What you need to know:
- Kampala, which is measured as a separate region from central registered the highest occupancy rate followed by eastern and Western regions, respectively
A report by Ministry of Tourism has indicated that central and western Uganda have the lowest rate of hotel occupancy compared to other regions in the country.
The details, which are contained in the Tourism Development Programme Annual Performance Report for the 2022/23 financial year, indicate that contrary to wide belief, the lowest hotel occupancy rates were recorded in the central and western regions.
For instance, the report noted that during 2022 the central and western regions both registered an occupancy rate of 33.8 percent.
Kampala is rated as an independent region, which might explain the low occupancy levels in the central region.
Kampala has the highest occupancy of 61.4 percent, followed by eastern at 50.2 percent, while northern registered an occupancy rate of 48.5 percent.
The above occupancy, the report noted, returned an average occupancy of 46.9 percent in 2022, which was an improvement from the 33 percent registered in 2021.
The report also shows that Covid-19 largely impacted occupancy, which had peaked to 51.9 percent, but dropped sharply to 20.1 percent in 2021.
“In 2022, the peak of hotel occupancy was observed in the Kampala region, reaching a substantial 61.4 percent. Following closely was eastern and northern regions, reporting occupancy of 50.2 percent and 48.5 percent, respectively. On the contrary, the lowest occupancy rates were recorded in central and western regions, both standing at 33.8 percent,” the report reads in part.
The report, however, does not explain the variance in occupancy rates.

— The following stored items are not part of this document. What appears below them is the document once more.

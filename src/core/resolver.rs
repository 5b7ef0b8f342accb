use crate::domain::model::{ClassificationResult, PharmacyRecord, TimeOfDay};
use crate::domain::ports::Clock;
use crate::utils::error::Result;

/// Splits `records` into those open and those closed at `now`.
///
/// A record is open iff `opens_at <= now <= closes_at`, inclusive at both
/// ends. Windows that cross midnight (`closes_at < opens_at`) are not
/// special-cased and therefore never open. Any unparseable opening or
/// closing time fails the whole call.
pub fn classify(records: Vec<PharmacyRecord>, now: TimeOfDay) -> Result<ClassificationResult> {
    classify_hours(records, now.as_fractional_hours())
}

// `now` is fractional hours within `0.0..=24.0`, always produced from a
// `TimeOfDay`.
fn classify_hours(records: Vec<PharmacyRecord>, now: f64) -> Result<ClassificationResult> {
    debug_assert!((0.0..=24.0).contains(&now), "now out of range: {}", now);

    let mut result = ClassificationResult::default();

    for record in records {
        let (opens_at, closes_at) = record.opening_window()?;
        let open_hour = opens_at.as_fractional_hours();
        let close_hour = closes_at.as_fractional_hours();

        if open_hour <= now && now <= close_hour {
            result.open.push(record);
        } else {
            result.closed.push(record);
        }
    }

    Ok(result)
}

/// [`classify`] against the time reported by a [`Clock`].
pub struct AvailabilityResolver<C: Clock> {
    clock: C,
}

impl<C: Clock> AvailabilityResolver<C> {
    pub fn new(clock: C) -> Self {
        Self { clock }
    }

    pub fn now(&self) -> TimeOfDay {
        self.clock.now()
    }

    /// Classifies at the clock's current time and returns that time with
    /// the result.
    pub fn resolve(
        &self,
        records: Vec<PharmacyRecord>,
    ) -> Result<(TimeOfDay, ClassificationResult)> {
        let now = self.now();
        tracing::debug!("Classifying {} records at {}", records.len(), now);
        Ok((now, classify(records, now)?))
    }
}
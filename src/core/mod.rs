pub mod links;
pub mod resolver;

pub use crate::domain::model::{ClassificationResult, PharmacyRecord, TimeOfDay};
pub use crate::domain::ports::{Clock, PharmacyDirectory};
pub use crate::utils::error::Result;
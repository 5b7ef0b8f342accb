use thiserror::Error;

#[derive(Error, Debug)]
pub enum FarmaError {
    #[error("Network failure: {0}")]
    NetworkFailure(#[from] reqwest::Error),

    #[error("Directory responded with status {status} for {url}")]
    UnexpectedStatus { status: u16, url: String },

    #[error("Malformed payload: {0}")]
    MalformedPayload(#[from] serde_json::Error),

    #[error("Invalid time format: {value:?} (expected HH:MM)")]
    InvalidTimeFormat { value: String },

    #[error("IO error: {0}")]
    IoError(#[from] std::io::Error),

    #[error("Configuration error: {message}")]
    ConfigError { message: String },

    #[error("Invalid value for {field}: {value:?} ({reason})")]
    InvalidConfigValueError {
        field: String,
        value: String,
        reason: String,
    },

    #[error("Missing required configuration: {field}")]
    MissingConfigError { field: String },
}

#[derive(Debug, Clone, Copy, PartialEq, Eq)]
pub enum ErrorCategory {
    Network,
    Payload,
    Data,
    Config,
    Io,
}

impl FarmaError {
    pub fn category(&self) -> ErrorCategory {
        match self {
            FarmaError::NetworkFailure(_) | FarmaError::UnexpectedStatus { .. } => {
                ErrorCategory::Network
            }
            FarmaError::MalformedPayload(_) => ErrorCategory::Payload,
            FarmaError::InvalidTimeFormat { .. } => ErrorCategory::Data,
            FarmaError::IoError(_) => ErrorCategory::Io,
            FarmaError::ConfigError { .. }
            | FarmaError::InvalidConfigValueError { .. }
            | FarmaError::MissingConfigError { .. } => ErrorCategory::Config,
        }
    }

    /// Short message for the terminal; details go to the log.
    pub fn user_friendly_message(&self) -> String {
        match self.category() {
            ErrorCategory::Network => {
                "Não foi possível contatar o serviço de farmácias".to_string()
            }
            ErrorCategory::Payload => {
                "O serviço de farmácias respondeu em um formato inesperado".to_string()
            }
            ErrorCategory::Data => {
                "Uma farmácia tem horário de funcionamento inválido".to_string()
            }
            ErrorCategory::Config => format!("Configuração inválida: {}", self),
            ErrorCategory::Io => format!("Erro de leitura/escrita: {}", self),
        }
    }
}

pub type Result<T> = std::result::Result<T, FarmaError>;
use crate::domain::model::TimeOfDay;
use clap::{Args, Parser, Subcommand};
use std::path::PathBuf;

#[derive(Debug, Parser)]
#[command(name = "plantao-farma")]
#[command(about = "Find which pharmacies are open right now")]
pub struct Cli {
    /// Path to a TOML configuration file
    #[arg(short, long, global = true)]
    pub config: Option<PathBuf>,

    /// Override directory.base_url from the configuration
    #[arg(long, global = true)]
    pub base_url: Option<String>,

    /// Enable verbose output
    #[arg(short, long, global = true)]
    pub verbose: bool,

    #[command(subcommand)]
    pub command: Option<Command>,
}

#[derive(Debug, Subcommand)]
pub enum Command {
    /// Fetch the directory and list open and closed pharmacies (default)
    List(ListArgs),
    /// Show the static list of pharmacy phone numbers
    Contacts,
    /// Ask for permission to use the device location
    Permission {
        /// Grant without prompting
        #[arg(long)]
        yes: bool,
    },
}

#[derive(Debug, Default, Args)]
pub struct ListArgs {
    /// Classify at this time of day (HH:MM) instead of now
    #[arg(long)]
    pub at: Option<TimeOfDay>,

    /// Expand every card to show address, phone and links
    #[arg(long)]
    pub expand: bool,

    /// Print the classification as JSON
    #[arg(long)]
    pub json: bool,
}

impl Cli {
    /// The requested subcommand, `list` when none was given.
    pub fn take_command(&mut self) -> Command {
        self.command
            .take()
            .unwrap_or_else(|| Command::List(ListArgs::default()))
    }
}

#[cfg(test)]
mod tests {
    use super::*;

    #[test]
    fn test_list_is_default() {
        let mut cli = Cli::parse_from(["plantao-farma"]);
        assert!(matches!(cli.take_command(), Command::List(ListArgs { at: None, .. })));
    }

    #[test]
    fn test_parse_list_at() {
        let mut cli = Cli::parse_from(["plantao-farma", "list", "--at", "22:00", "--expand"]);
        match cli.take_command() {
            Command::List(args) => {
                assert_eq!(args.at.unwrap().to_string(), "22:00");
                assert!(args.expand);
            }
            other => panic!("unexpected command {:?}", other),
        }
    }

    #[test]
    fn test_rejects_bad_at() {
        assert!(Cli::try_parse_from(["plantao-farma", "list", "--at", "abc:00"]).is_err());
    }

    #[test]
    fn test_global_flags_after_subcommand() {
        let mut cli = Cli::parse_from([
            "plantao-farma",
            "contacts",
            "--base-url",
            "http://10.0.2.2:3000",
        ]);
        assert_eq!(cli.base_url.as_deref(), Some("http://10.0.2.2:3000"));
        assert!(matches!(cli.take_command(), Command::Contacts));
    }
}
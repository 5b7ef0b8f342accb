use serde::{Deserialize, Serialize};

/// A pharmacy reachable by phone, listed without hours or location.
#[derive(Debug, Clone, PartialEq, Eq, Serialize, Deserialize)]
pub struct DirectoryContact {
    pub name: String,
    pub phone: String,
}

impl DirectoryContact {
    pub fn new(name: impl Into<String>, phone: impl Into<String>) -> Self {
        Self {
            name: name.into(),
            phone: phone.into(),
        }
    }
}

pub fn default_contacts() -> Vec<DirectoryContact> {
    vec![
        DirectoryContact::new("Drogal", "(14) 3642-3242"),
        DirectoryContact::new("Drogasil", "(14) 3642-6262"),
        DirectoryContact::new("Drograria Santo Antonio", "(14) 3641-6134"),
    ]
}
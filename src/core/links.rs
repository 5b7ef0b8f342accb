//! Deep links handed to the platform dialer and map applications.

use crate::domain::model::Coordinates;

pub fn call_link(phone: &str) -> String {
    let digits: String = phone.chars().filter(|c| !c.is_whitespace()).collect();
    format!("tel:{}", digits)
}

pub fn google_maps_link(at: Coordinates) -> String {
    format!(
        "https://www.google.com/maps/search/?api=1&query={},{}",
        at.latitude, at.longitude
    )
}

pub fn waze_link(at: Coordinates) -> String {
    format!(
        "https://waze.com/ul?ll={},{}&navigate=yes",
        at.latitude, at.longitude
    )
}

#[cfg(test)]
mod tests {
    use super::*;

    const BARIRI: Coordinates = Coordinates {
        latitude: -22.0744,
        longitude: -48.7403,
    };

    #[test]
    fn test_call_link() {
        assert_eq!(call_link("(14) 3642-3242"), "tel:(14)3642-3242");
        assert_eq!(call_link("1436423242"), "tel:1436423242");
    }

    #[test]
    fn test_map_links() {
        assert_eq!(
            google_maps_link(BARIRI),
            "https://www.google.com/maps/search/?api=1&query=-22.0744,-48.7403"
        );
        assert_eq!(
            waze_link(BARIRI),
            "https://waze.com/ul?ll=-22.0744,-48.7403&navigate=yes"
        );
    }
}
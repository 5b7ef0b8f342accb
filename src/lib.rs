pub mod adapters;
pub mod app;
pub mod config;
pub mod core;
pub mod domain;
pub mod utils;

#[cfg(feature = "cli")]
pub use config::cli::Cli;

pub use adapters::{
    clock::{FixedClock, SystemClock},
    http::HttpDirectory,
};
pub use app::screen::{FailureKind, LoadStatus, PharmacyCard, PharmacyScreen};
pub use config::AppConfig;
pub use crate::core::resolver::{classify, AvailabilityResolver};
pub use domain::model::{ClassificationResult, PharmacyRecord, TimeOfDay};
pub use utils::error::{FarmaError, Result};
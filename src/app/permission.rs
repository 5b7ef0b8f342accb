use crate::utils::error::Result;
use std::io::{BufRead, Write};

pub fn location_prompt(app_name: &str) -> String {
    format!("Permitir que \"{}\" use a sua localização?", app_name)
}

/// `s`, `sim`, `y` and `yes` grant, case-insensitively. Anything else denies.
pub fn is_granted(answer: &str) -> bool {
    matches!(
        answer.trim().to_lowercase().as_str(),
        "s" | "sim" | "y" | "yes"
    )
}

/// Writes the prompt to `output` and reads one line of `input`. End of input
/// counts as a denial.
pub fn ask_location_permission<R: BufRead, W: Write>(
    app_name: &str,
    mut input: R,
    mut output: W,
) -> Result<bool> {
    write!(output, "{} [s/N] ", location_prompt(app_name))?;
    output.flush()?;

    let mut answer = String::new();
    input.read_line(&mut answer)?;

    let granted = is_granted(&answer);
    tracing::info!("Location permission {}", if granted { "granted" } else { "denied" });
    Ok(granted)
}

#[cfg(test)]
mod tests {
    use super::*;
    use std::io::Cursor;

    #[test]
    fn test_prompt_text() {
        assert_eq!(
            location_prompt("PlantãoFarma"),
            "Permitir que \"PlantãoFarma\" use a sua localização?"
        );
    }

    #[test]
    fn test_answers() {
        for yes in ["s", "Sim", " y\n", "YES"] {
            assert!(is_granted(yes), "{:?}", yes);
        }
        for no in ["", "n", "não", "maybe"] {
            assert!(!is_granted(no), "{:?}", no);
        }
    }

    #[test]
    fn test_ask_reads_one_line() {
        let mut output = Vec::new();
        let granted =
            ask_location_permission("PlantãoFarma", Cursor::new("sim\nn\n"), &mut output).unwrap();

        assert!(granted);
        let shown = String::from_utf8(output).unwrap();
        assert!(shown.starts_with("Permitir que \"PlantãoFarma\""));
    }

    #[test]
    fn test_ask_eof_denies() {
        let granted = ask_location_permission("X", Cursor::new(""), Vec::new()).unwrap();
        assert!(!granted);
    }
}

A report by the World Bank recently indicated that high-quality hotels are heavily concentrated in Kampala, with the capital city having 60 percent of Uganda’s five-star hotels.
The city also holds 64 percent of the country’s four-star hotels, while 42 percent of the three-star hotels are also found in Kampala.
Other hotels are found throughout the country, but the report noted are less diverse because, unlike the ones in Kampala, they lack amenities.
Hotel occupancy, according to the Tourism Development Programme, had to the three years leading to 2019 registered sustained growth but suffered under Covid-19, dropping to 20.1 percent due to global travel restriction and a sharp reduction in tourism arrivals.
For instance, during the year ended 2017, occupancy rates had increased to 46.4 percent, before further growing to 50.9 percent and 51.9 percent in 2018 and 2019, respectively.